L’abstention a continué de signifier, dans la suite de ce que le pays connaît depuis des décennies, la désaffection pour les élections, régionales notamment. Les bons résultats obtenus par la coalition de gauche et l’extrême droite ne doivent pas faire oublier que la moitié des électeurs n’a pas voulu, pour des raisons diverses [1], participer à ce qui pouvait pourtant paraître comme un vrai choix entre des options idéologiques très différentes. La fracture générationnelle s’est confirmée : une très grande majorité des jeunes ne s’est pas prononcée, alors que la question écologique, par exemple, semble être au cœur de leurs préoccupations. Est-il acceptable que le verdict des urnes reflète essentiellement les aspirations des générations plus âgées ?
Si le pays risque d’être ingouvernable, comme le répètent à l’envi les commentaires, ce ne sera pas seulement en raison de la difficulté de trouver une majorité pour faire adopter une loi, mais parce que bien des citoyens continueront à penser qu’ils ne comptent pas, qu’ils sont laissés sur le bord du chemin. Le risque qu’à nouveau colères et frustrations s’expriment dans la rue n’aura pas disparu avec la nouvelle composition de l’Assemblée nationale.
Autre sujet d’amertume : le succès du Rassemblement national. Ses idées nous inquiètent, nous révulsent, par ce qu’elles portent d’exclusion, mais comment ne pas trouver logique que les électeurs qui ont porté Marine Le Pen à la deuxième place dans l’élection présidentielle puissent être représentés au Parlement ? Ils ne pourront plus, dès lors, se présenter en éternelles victimes du système et devront se frotter aux réalités et aux complexités de notre société.
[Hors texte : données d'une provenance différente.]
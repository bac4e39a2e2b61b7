use core::fmt;

pub const LOG_MIN_OBJECT_ALIGNMENT: usize = 4;
/// Every object starts on a granule of this many bytes. The low bits of an object address are
/// therefore free for task flags.
pub const MIN_OBJECT_ALIGNMENT: usize = 1 << LOG_MIN_OBJECT_ALIGNMENT;

/// Address of a heap object. Zero is the null reference.
#[derive(Clone, Copy, PartialEq, Eq, PartialOrd, Ord, Hash, Default)]
#[repr(transparent)]
pub struct ObjectRef(usize);

impl ObjectRef {
    pub const NULL: Self = Self(0);

    #[inline]
    pub const fn from_address(addr: usize) -> Self {
        Self(addr)
    }

    #[inline]
    pub const fn to_address(self) -> usize {
        self.0
    }

    #[inline]
    pub const fn is_null(self) -> bool {
        self.0 == 0
    }

    #[inline]
    pub const fn is_aligned(self) -> bool {
        self.0 & (MIN_OBJECT_ALIGNMENT - 1) == 0
    }
}

impl fmt::Debug for ObjectRef {
    fn fmt(&self, f: &mut fmt::Formatter<'_>) -> fmt::Result {
        write!(f, "ObjectRef({:#x})", self.0)
    }
}

impl fmt::Pointer for ObjectRef {
    fn fmt(&self, f: &mut fmt::Formatter<'_>) -> fmt::Result {
        write!(f, "{:#x}", self.0)
    }
}

/// Strength of a `java.lang.ref`-style reference object.
#[derive(Clone, Copy, PartialEq, Eq, Debug, Hash)]
pub enum ReferenceType {
    Soft,
    Weak,
    Final,
    Phantom,
}

impl ReferenceType {
    pub const ALL: [ReferenceType; 4] = [Self::Soft, Self::Weak, Self::Final, Self::Phantom];

    pub const fn index(self) -> usize {
        match self {
            Self::Soft => 0,
            Self::Weak => 1,
            Self::Final => 2,
            Self::Phantom => 3,
        }
    }
}

/// Shape of an object as far as tracing is concerned.
#[derive(Clone, Copy, PartialEq, Eq, Debug)]
pub enum ObjectKind {
    /// Plain object, every slot is a strong reference.
    Instance,
    /// Reference object. Its referent slot is handed to the reference processor instead of being
    /// traced.
    Reference(ReferenceType),
    /// Array of references.
    ObjArray { length: usize },
    /// Array of primitives.
    TypeArray,
}
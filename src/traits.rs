use std::sync::atomic::AtomicUsize;

use crate::object::{ObjectKind, ObjectRef};

/// A reference field inside a heap object. Holds the address of the referenced object or zero.
pub type Slot = AtomicUsize;

pub trait Visitor {
    fn visit(&mut self, slot: &Slot);
}

impl<F: FnMut(&Slot)> Visitor for F {
    fn visit(&mut self, slot: &Slot) {
        self(slot)
    }
}

/// Object layout as seen by the marker.
pub trait ObjectModel: Send + Sync {
    /// Size of the object in bytes.
    fn size(&self, obj: ObjectRef) -> usize;

    fn kind(&self, obj: ObjectRef) -> ObjectKind;

    /// Visits every reference slot of an instance or a reference object. For reference objects
    /// the referent slot is skipped.
    fn oop_iterate(&self, obj: ObjectRef, visitor: &mut dyn Visitor);

    /// Visits the elements `[from, to)` of an object array.
    fn array_iterate(&self, obj: ObjectRef, from: usize, to: usize, visitor: &mut dyn Visitor);

    fn referent_slot(&self, obj: ObjectRef) -> &Slot;

    /// Object keeping the class metadata of `obj` alive, or null when there is none.
    fn class_holder(&self, obj: ObjectRef) -> ObjectRef {
        let _ = obj;
        ObjectRef::NULL
    }

    fn is_string(&self, obj: ObjectRef) -> bool {
        let _ = obj;
        false
    }
}
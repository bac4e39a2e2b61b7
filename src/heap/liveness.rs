use std::sync::atomic::{AtomicUsize, Ordering};

/// Per-worker live bytes, indexed by region. Only the owning worker writes to it until it is
/// flushed into the shared region totals.
pub struct LiveData {
    data: Box<[usize]>,
}

impl LiveData {
    pub fn new(num_regions: usize) -> Self {
        Self {
            data: vec![0; num_regions].into_boxed_slice(),
        }
    }

    #[inline]
    pub fn add(&mut self, region: usize, bytes: usize) {
        self.data[region] += bytes;
    }

    pub fn get(&self, region: usize) -> usize {
        self.data[region]
    }

    pub fn total(&self) -> usize {
        self.data.iter().sum()
    }

    pub fn is_empty(&self) -> bool {
        self.data.iter().all(|&x| x == 0)
    }

    /// Adds the cached values to `totals` and zeroes the cache.
    pub fn flush(&mut self, totals: &[AtomicUsize]) {
        assert_eq!(totals.len(), self.data.len(), "region count mismatch");
        for (live, total) in self.data.iter_mut().zip(totals) {
            if *live != 0 {
                total.fetch_add(*live, Ordering::Relaxed);
                *live = 0;
            }
        }
    }

    pub fn clear(&mut self) {
        self.data.iter_mut().for_each(|x| *x = 0);
    }
}
use crossbeam_queue::SegQueue;

use crate::object::ObjectRef;

/// String deduplication hook.
pub trait StringDedup: Send + Sync {
    fn is_candidate(&self, obj: ObjectRef) -> bool {
        let _ = obj;
        true
    }

    fn enqueue_candidate(&self, obj: ObjectRef);
}

/// Candidate queue drained by a deduplication thread after marking.
pub struct StringDedupQueue {
    candidates: SegQueue<ObjectRef>,
}

impl StringDedupQueue {
    pub fn new() -> Self {
        Self {
            candidates: SegQueue::new(),
        }
    }

    pub fn len(&self) -> usize {
        self.candidates.len()
    }

    pub fn is_empty(&self) -> bool {
        self.candidates.is_empty()
    }

    pub fn pop(&self) -> Option<ObjectRef> {
        self.candidates.pop()
    }
}

impl Default for StringDedupQueue {
    fn default() -> Self {
        Self::new()
    }
}

impl StringDedup for StringDedupQueue {
    fn enqueue_candidate(&self, obj: ObjectRef) {
        self.candidates.push(obj);
    }
}
use std::fmt;

use once_cell::sync::Lazy;

use crate::env::{read_bool_from_env, read_uint_from_env};

use super::worker_policy::WorkerPolicy;

cfg_if::cfg_if! {
    if #[cfg(target_pointer_width = "64")] {
        pub const TASKQUEUE_SIZE: usize = 1 << 17;
    } else {
        pub const TASKQUEUE_SIZE: usize = 1 << 14;
    }
}

/// Tuning knobs of the marker.
#[derive(Clone, Debug, PartialEq, Eq)]
pub struct MarkOptions {
    /// Worker threads in the marking pool.
    pub parallel_gc_threads: usize,
    /// Task queues in the queue set. Queues beyond the active worker count are claimable.
    pub max_queues: usize,
    /// Tasks processed between two cancellation checks.
    pub mark_loop_stride: usize,
    /// Elements of an object array scanned by a single task.
    pub obj_array_marking_stride: usize,
    /// Tasks a worker deque holds before spilling into the shared overflow.
    pub task_queue_capacity: usize,
    pub satb_buffer_size: usize,
    /// Percentage of a full SATB buffer that must survive filtering for it to be published.
    pub satb_buffer_enqueue_threshold: usize,
    /// Workers join the suspendible thread set and yield to synchronizations.
    pub suspendible_workers: bool,
    /// Upper bound of a single wait inside a termination offer.
    pub termination_wait_micros: usize,
}

impl Default for MarkOptions {
    fn default() -> Self {
        let parallel_gc_threads = WorkerPolicy::parallel_worker_threads(0);
        Self {
            parallel_gc_threads,
            max_queues: parallel_gc_threads,
            mark_loop_stride: 1000,
            obj_array_marking_stride: 2048,
            task_queue_capacity: TASKQUEUE_SIZE,
            satb_buffer_size: 1024,
            satb_buffer_enqueue_threshold: 60,
            suspendible_workers: false,
            termination_wait_micros: 1000,
        }
    }
}

static GLOBAL_OPTIONS: Lazy<MarkOptions> = Lazy::new(MarkOptions::from_env);

impl MarkOptions {
    /// Options read from the environment on first use.
    pub fn global() -> &'static MarkOptions {
        &GLOBAL_OPTIONS
    }

    pub fn from_env() -> Self {
        let mut opts = Self::default();

        opts.parallel_gc_threads = match read_uint_from_env("CONCMARK_PARALLEL_GC_THREADS") {
            Some(n) => WorkerPolicy::parallel_worker_threads(n),
            None => opts.parallel_gc_threads,
        };

        opts.max_queues = match read_uint_from_env("CONCMARK_MAX_QUEUES") {
            Some(n) if n >= opts.parallel_gc_threads => n,
            _ => opts.parallel_gc_threads,
        };

        if let Some(stride) = read_uint_from_env("CONCMARK_MARK_LOOP_STRIDE") {
            opts.mark_loop_stride = stride.max(1);
        }

        if let Some(stride) = read_uint_from_env("CONCMARK_OBJ_ARRAY_MARKING_STRIDE") {
            opts.obj_array_marking_stride = stride.max(1);
        }

        if let Some(capacity) = read_uint_from_env("CONCMARK_TASK_QUEUE_CAPACITY") {
            opts.task_queue_capacity = capacity.max(1);
        }

        if let Some(size) = read_uint_from_env("CONCMARK_SATB_BUFFER_SIZE") {
            opts.satb_buffer_size = size.max(1);
        }

        opts.satb_buffer_enqueue_threshold = match read_uint_from_env("CONCMARK_SATB_ENQUEUE_THRESHOLD") {
            Some(pct) if pct <= 100 => pct,
            _ => opts.satb_buffer_enqueue_threshold,
        };

        opts.suspendible_workers = read_bool_from_env("CONCMARK_SUSPENDIBLE_WORKERS")
            .unwrap_or(opts.suspendible_workers);

        if let Some(micros) = read_uint_from_env("CONCMARK_TERMINATION_WAIT_MICROS") {
            opts.termination_wait_micros = micros.max(1);
        }

        opts
    }
}

impl fmt::Display for MarkOptions {
    fn fmt(&self, f: &mut fmt::Formatter<'_>) -> fmt::Result {
        writeln!(f, "Marking options:")?;
        writeln!(f, "  parallel_gc_threads: {}", self.parallel_gc_threads)?;
        writeln!(f, "  max_queues: {}", self.max_queues)?;
        writeln!(f, "  mark_loop_stride: {}", self.mark_loop_stride)?;
        writeln!(f, "  obj_array_marking_stride: {}", self.obj_array_marking_stride)?;
        writeln!(f, "  task_queue_capacity: {}", self.task_queue_capacity)?;
        writeln!(f, "  satb_buffer_size: {}", self.satb_buffer_size)?;
        writeln!(f, "  satb_buffer_enqueue_threshold: {}%", self.satb_buffer_enqueue_threshold)?;
        writeln!(f, "  suspendible_workers: {}", self.suspendible_workers)?;
        write!(f, "  termination_wait_micros: {}", self.termination_wait_micros)
    }
}
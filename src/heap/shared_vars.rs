use std::sync::atomic::{AtomicU8, Ordering};

pub type SharedValue = AtomicU8;

/// Boolean flag shared between the GC workers and the threads driving a phase.
pub struct SharedFlag(SharedValue);

impl SharedFlag {
    pub const fn new() -> Self {
        Self(SharedValue::new(0))
    }

    pub fn set(&self) {
        self.0.store(1, Ordering::Release);
    }

    pub fn unset(&self) {
        self.0.store(0, Ordering::Release);
    }

    pub fn is_set(&self) -> bool {
        self.0.load(Ordering::Acquire) == 1
    }

    pub fn is_unset(&self) -> bool {
        self.0.load(Ordering::Acquire) == 0
    }

    pub fn set_cond(&self, c: bool) {
        if c {
            self.set();
        } else {
            self.unset();
        }
    }

    /// Returns true if this call flipped the flag from unset to set.
    pub fn try_set(&self) -> bool {
        if self.is_set() {
            return false;
        }

        self.0
            .compare_exchange(0, 1, Ordering::AcqRel, Ordering::Relaxed)
            .is_ok()
    }
}

impl Default for SharedFlag {
    fn default() -> Self {
        Self::new()
    }
}

/// Small state machine value, e.g. the GC cancellation state.
pub struct SharedEnumFlag(SharedValue);

impl SharedEnumFlag {
    pub const fn new(initial: u8) -> Self {
        Self(SharedValue::new(initial))
    }

    pub fn set(&self, val: u8) {
        self.0.store(val, Ordering::Release);
    }

    pub fn get(&self) -> u8 {
        self.0.load(Ordering::Acquire)
    }

    /// Returns the value observed before the exchange; equal to `old` on success.
    pub fn cmpxchg(&self, old: u8, new: u8) -> u8 {
        match self
            .0
            .compare_exchange(old, new, Ordering::AcqRel, Ordering::Acquire)
        {
            Ok(val) => val,
            Err(val) => val,
        }
    }
}

#[cfg(test)]
mod tests {
    use super::*;

    #[test]
    fn test_shared_flag() {
        let flag = SharedFlag::new();
        assert!(flag.is_unset());
        assert!(flag.try_set());
        assert!(!flag.try_set());
        assert!(flag.is_set());
        flag.set_cond(false);
        assert!(flag.is_unset());
    }

    #[test]
    fn test_shared_enum_flag() {
        let flag = SharedEnumFlag::new(0);
        assert_eq!(flag.cmpxchg(0, 2), 0);
        assert_eq!(flag.get(), 2);
        assert_eq!(flag.cmpxchg(0, 1), 2);
        assert_eq!(flag.get(), 2);
    }
}
//! Snapshot-at-the-beginning buffers.
//!
//! Mutators record the previous value of every reference field they overwrite while marking is
//! active. Full buffers are filtered, then published as completed buffers that the marking loop
//! drains and treats as roots.

use std::sync::{
    atomic::{AtomicBool, AtomicUsize, Ordering},
    Arc,
};

use crossbeam_queue::SegQueue;
use once_cell::sync::OnceCell;
use parking_lot::Mutex;

use crate::object::ObjectRef;

use super::marking_context::MarkingContext;

/// Source of completed stale-reference buffers for the marking loop.
pub trait SatbFeed: Send + Sync {
    /// Racy number of buffers ready for processing.
    fn completed_buffers_num(&self) -> usize;

    /// Hands the entries of one completed buffer to `cl` and retires the buffer. Returns false
    /// if there was no buffer.
    fn apply_closure_to_completed_buffer(&self, cl: &mut dyn FnMut(&[ObjectRef])) -> bool;

    /// Drops all recorded values. Used when marking is abandoned.
    fn abandon_partial_marking(&self);
}

/// Per-mutator buffer.
pub struct SATBMarkQueue {
    buf: Vec<ObjectRef>,
    is_active: bool,
}

impl SATBMarkQueue {
    pub const fn is_active(&self) -> bool {
        self.is_active
    }

    pub fn set_active(&mut self, value: bool) {
        self.is_active = value;
    }

    pub fn len(&self) -> usize {
        self.buf.len()
    }

    pub fn is_empty(&self) -> bool {
        self.buf.is_empty()
    }
}

pub struct SATBMarkQueueSet {
    buffer_size: usize,
    list: SegQueue<Vec<ObjectRef>>,
    count_and_process_flag: AtomicUsize,
    process_completed_buffers_threshold: AtomicUsize,
    buffer_enqueue_threshold: AtomicUsize,
    all_active: AtomicBool,
    queues: Mutex<Vec<Arc<Mutex<SATBMarkQueue>>>>,
    marking_context: OnceCell<Arc<MarkingContext>>,
}

impl SATBMarkQueueSet {
    pub fn new(buffer_size: usize) -> Self {
        assert!(buffer_size > 0, "SATB buffers must hold at least one entry");
        Self {
            buffer_size,
            list: SegQueue::new(),
            count_and_process_flag: AtomicUsize::new(0),
            process_completed_buffers_threshold: AtomicUsize::new(usize::MAX),
            buffer_enqueue_threshold: AtomicUsize::new(1),
            all_active: AtomicBool::new(false),
            queues: Mutex::new(Vec::new()),
            marking_context: OnceCell::new(),
        }
    }

    pub fn buffer_size(&self) -> usize {
        self.buffer_size
    }

    /// Installs the context used to drop already marked entries from full buffers. Returns false
    /// if a context was installed before.
    pub fn set_marking_context(&self, ctx: Arc<MarkingContext>) -> bool {
        self.marking_context.set(ctx).is_ok()
    }

    /// Creates a buffer for a new mutator thread.
    pub fn create_queue(&self) -> Arc<Mutex<SATBMarkQueue>> {
        let queue = Arc::new(Mutex::new(SATBMarkQueue {
            buf: Vec::with_capacity(self.buffer_size),
            is_active: self.is_active(),
        }));
        self.queues.lock().push(queue.clone());
        queue
    }

    /// Forgets the buffer of an exiting thread, publishing whatever it still holds.
    pub fn remove_queue(&self, queue: &Arc<Mutex<SATBMarkQueue>>) {
        self.flush_queue(&mut queue.lock());
        self.queues.lock().retain(|q| !Arc::ptr_eq(q, queue));
    }

    pub fn buffer_enqueue_threshold(&self) -> usize {
        self.buffer_enqueue_threshold.load(Ordering::Relaxed)
    }

    pub fn is_active(&self) -> bool {
        self.all_active.load(Ordering::Acquire)
    }

    pub fn set_active_all_threads(&self, active: bool, expected_active: bool) {
        assert_eq!(
            self.is_active(),
            expected_active,
            "SATB queue set activity does not match the expected state"
        );
        self.all_active.store(active, Ordering::Release);

        for queue in self.queues.lock().iter() {
            let mut queue = queue.lock();
            assert!(
                !active || queue.buf.is_empty(),
                "queues should be empty when activated"
            );
            queue.set_active(active);
        }
    }

    /// Records `obj` as the value overwritten by a mutator.
    #[inline]
    pub fn enqueue(&self, queue: &mut SATBMarkQueue, obj: ObjectRef) {
        if !queue.is_active || obj.is_null() {
            return;
        }

        queue.buf.push(obj);
        if queue.buf.len() >= self.buffer_size {
            self.handle_full_buffer(queue);
        }
    }

    #[cold]
    #[inline(never)]
    fn handle_full_buffer(&self, queue: &mut SATBMarkQueue) {
        self.filter_marked(queue);
        if self.should_enqueue_buffer(queue) {
            let buf = std::mem::replace(&mut queue.buf, Vec::with_capacity(self.buffer_size));
            self.enqueue_completed_buffer(buf);
        }
    }

    fn should_enqueue_buffer(&self, queue: &SATBMarkQueue) -> bool {
        self.buffer_size - queue.buf.len() < self.buffer_enqueue_threshold()
    }

    /// Drops entries for which `filter_out` returns true.
    pub fn filter(&self, filter_out: impl Fn(ObjectRef) -> bool, queue: &mut SATBMarkQueue) {
        queue.buf.retain(|&obj| !filter_out(obj));
    }

    pub fn filter_marked(&self, queue: &mut SATBMarkQueue) {
        if let Some(ctx) = self.marking_context.get() {
            self.filter(|obj| ctx.covers(obj) && ctx.is_marked_strong(obj), queue);
        }
    }

    /// Publishes the partial buffer of `queue`.
    pub fn flush_queue(&self, queue: &mut SATBMarkQueue) {
        // Filter now to possibly save work later.
        self.filter_marked(queue);

        if !queue.buf.is_empty() {
            let buf = std::mem::replace(&mut queue.buf, Vec::with_capacity(self.buffer_size));
            self.enqueue_completed_buffer(buf);
        }
    }

    pub fn flush_all_queues(&self) {
        for queue in self.queues.lock().iter() {
            self.flush_queue(&mut queue.lock());
        }
    }

    pub fn enqueue_completed_buffer(&self, buf: Vec<ObjectRef>) {
        // Count first so a consumer never observes a buffer it cannot account for.
        increment_count(
            &self.count_and_process_flag,
            self.process_completed_buffers_threshold
                .load(Ordering::Relaxed),
        );
        self.list.push(buf);
    }

    pub fn get_completed_buffer(&self) -> Option<Vec<ObjectRef>> {
        let buf = self.list.pop()?;
        decrement_count(&self.count_and_process_flag);
        Some(buf)
    }

    /// The number of buffers in the list. Racy and not updated atomically with the set of
    /// completed buffers.
    pub fn completed_buffers_num(&self) -> usize {
        self.count_and_process_flag.load(Ordering::Acquire) >> 1
    }

    /// Return true if completed buffers should be processed.
    pub fn process_completed_buffers(&self) -> bool {
        (self.count_and_process_flag.load(Ordering::Acquire) & 1) != 0
    }

    pub fn set_process_completed_buffers_threshold(&self, value: usize) {
        let mut scaled_value = value.wrapping_shl(1);
        if scaled_value.wrapping_shr(1) != value {
            scaled_value = usize::MAX;
        }

        self.process_completed_buffers_threshold
            .store(scaled_value | 1, Ordering::Relaxed);
    }

    /// A full buffer is published only if more than `value` percent of it survives filtering.
    pub fn set_buffer_enqueue_threshold_percentage(&self, value: usize) {
        let size = self.buffer_size;
        let enqueue_qty = (size * value.min(100)) / 100;
        self.buffer_enqueue_threshold
            .store((size - enqueue_qty).max(1), Ordering::Relaxed);
    }

    pub fn abandon_completed_buffers(&self) {
        while self.get_completed_buffer().is_some() {}
    }

    pub fn abandon_partial_marking(&self) {
        self.abandon_completed_buffers();

        for queue in self.queues.lock().iter() {
            queue.lock().buf.clear();
        }
    }
}

impl SatbFeed for SATBMarkQueueSet {
    fn completed_buffers_num(&self) -> usize {
        SATBMarkQueueSet::completed_buffers_num(self)
    }

    fn apply_closure_to_completed_buffer(&self, cl: &mut dyn FnMut(&[ObjectRef])) -> bool {
        match self.get_completed_buffer() {
            Some(buf) => {
                cl(&buf);
                true
            }
            None => false,
        }
    }

    fn abandon_partial_marking(&self) {
        SATBMarkQueueSet::abandon_partial_marking(self)
    }
}

fn increment_count(cf: &AtomicUsize, threshold: usize) {
    let mut value = cf.load(Ordering::Relaxed);
    loop {
        let old = value;
        let mut new_value = old + 2;
        assert!(new_value > old, "overflow");
        if new_value > threshold {
            new_value |= 1;
        }

        match cf.compare_exchange_weak(old, new_value, Ordering::AcqRel, Ordering::Relaxed) {
            Ok(_) => break,
            Err(current) => value = current,
        }
    }
}

fn decrement_count(cf: &AtomicUsize) {
    let mut value = cf.load(Ordering::Relaxed);
    loop {
        assert!((value >> 1) != 0, "underflow: {}", value);
        let old = value;
        let mut new_value = old - 2;
        if new_value <= 1 {
            new_value = 0;
        }

        match cf.compare_exchange_weak(old, new_value, Ordering::AcqRel, Ordering::Relaxed) {
            Ok(_) => break,
            Err(current) => value = current,
        }
    }
}

#[cfg(test)]
mod tests {
    use super::*;
    use crate::object::MIN_OBJECT_ALIGNMENT;

    fn obj(i: usize) -> ObjectRef {
        ObjectRef::from_address(0x10000 + i * MIN_OBJECT_ALIGNMENT)
    }

    #[test]
    fn test_inactive_queue_records_nothing() {
        let qset = SATBMarkQueueSet::new(4);
        let queue = qset.create_queue();
        qset.enqueue(&mut queue.lock(), obj(1));
        assert!(queue.lock().is_empty());
    }

    #[test]
    fn test_full_buffer_is_published() {
        let qset = SATBMarkQueueSet::new(4);
        qset.set_buffer_enqueue_threshold_percentage(60);
        let queue = qset.create_queue();
        qset.set_active_all_threads(true, false);

        for i in 0..4 {
            qset.enqueue(&mut queue.lock(), obj(i));
        }
        qset.enqueue(&mut queue.lock(), ObjectRef::NULL);

        assert_eq!(qset.completed_buffers_num(), 1);
        assert!(queue.lock().is_empty());

        let mut seen = Vec::new();
        assert!(qset.apply_closure_to_completed_buffer(&mut |buf: &[ObjectRef]| {
            seen.extend_from_slice(buf)
        }));
        assert_eq!(seen, (0..4).map(obj).collect::<Vec<_>>());
        assert_eq!(qset.completed_buffers_num(), 0);
        assert!(!qset.apply_closure_to_completed_buffer(&mut |_: &[ObjectRef]| {}));
    }

    #[test]
    fn test_filtered_buffer_is_reused() {
        let ctx = Arc::new(MarkingContext::new(0x10000, 4096, 1, 1));
        let qset = SATBMarkQueueSet::new(4);
        qset.set_buffer_enqueue_threshold_percentage(60);
        assert!(qset.set_marking_context(ctx.clone()));
        let queue = qset.create_queue();
        qset.set_active_all_threads(true, false);

        let mut upgraded = false;
        for i in 0..3 {
            ctx.mark_strong(obj(i), &mut upgraded);
        }
        for i in 0..4 {
            qset.enqueue(&mut queue.lock(), obj(i));
        }

        // Only one of four entries survived, not enough to publish.
        assert_eq!(qset.completed_buffers_num(), 0);
        assert_eq!(queue.lock().len(), 1);

        qset.flush_all_queues();
        assert_eq!(qset.completed_buffers_num(), 1);
    }

    #[test]
    fn test_process_flag_follows_threshold() {
        let qset = SATBMarkQueueSet::new(2);
        qset.set_process_completed_buffers_threshold(1);

        qset.enqueue_completed_buffer(vec![obj(0)]);
        assert!(!qset.process_completed_buffers());
        qset.enqueue_completed_buffer(vec![obj(1)]);
        assert!(qset.process_completed_buffers());
        assert_eq!(qset.completed_buffers_num(), 2);

        qset.abandon_completed_buffers();
        assert_eq!(qset.completed_buffers_num(), 0);
        assert!(!qset.process_completed_buffers());
    }

    #[test]
    fn test_abandon_partial_marking() {
        let qset = SATBMarkQueueSet::new(8);
        let queue = qset.create_queue();
        qset.set_active_all_threads(true, false);
        qset.enqueue(&mut queue.lock(), obj(1));
        qset.enqueue_completed_buffer(vec![obj(2)]);

        SatbFeed::abandon_partial_marking(&qset);
        assert_eq!(qset.completed_buffers_num(), 0);
        assert!(queue.lock().is_empty());

        qset.set_active_all_threads(false, true);
        assert!(!queue.lock().is_active());
    }
}
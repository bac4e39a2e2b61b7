use std::time::Instant;

pub mod closures;
pub mod concurrent_mark;
pub mod heap;
pub mod liveness;
pub mod mark;
pub mod mark_bitmap;
pub mod marking_context;
pub mod options;
pub mod reference_queue;
pub mod satb_mark_queue;
pub mod shared_vars;
pub mod string_dedup;
pub mod taskqueue;
pub mod terminator;
pub mod worker_policy;

/// Logs the duration of a concurrent phase when dropped.
pub struct ConcurrentPhase {
    gc_id: usize,
    name: &'static str,
    start: Instant,
}

/// Logs the duration of a pause when dropped.
pub struct PausePhase {
    gc_id: usize,
    name: &'static str,
    start: Instant,
}

impl ConcurrentPhase {
    pub fn new(gc_id: usize, name: &'static str) -> Self {
        Self {
            gc_id,
            name,
            start: Instant::now(),
        }
    }
}

impl Drop for ConcurrentPhase {
    fn drop(&mut self) {
        let elapsed = self.start.elapsed();
        log::info!(target: "gc", "GC({}) Concurrent {} {}ms", self.gc_id, self.name, elapsed.as_micros() as f64 / 1000.0);
    }
}

impl PausePhase {
    pub fn new(gc_id: usize, name: &'static str) -> Self {
        Self {
            gc_id,
            name,
            start: Instant::now(),
        }
    }
}

impl Drop for PausePhase {
    fn drop(&mut self) {
        let elapsed = self.start.elapsed();
        log::info!(target: "gc", "GC({}) Pause {} {}ms", self.gc_id, self.name, elapsed.as_micros() as f64 / 1000.0);
    }
}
On a souvent dit que les Français (contrairement aux responsables politiques, bien sûr) aimaient l’idée de cohabitation, parce que, à leurs yeux, cela permet d’installer des contre-pouvoirs salutaires. Alors que la France n’en a pas l’habitude, ils imaginent que l’obligation de composer avec ses adversaires politiques aidera le gouvernement à opter pour des décisions pouvant être acceptées par le plus grand nombre, tout en espérant que ce ne soit pas les moins-disantes en matière de justice sociale, de réalisme économique ou d’engagement écologique…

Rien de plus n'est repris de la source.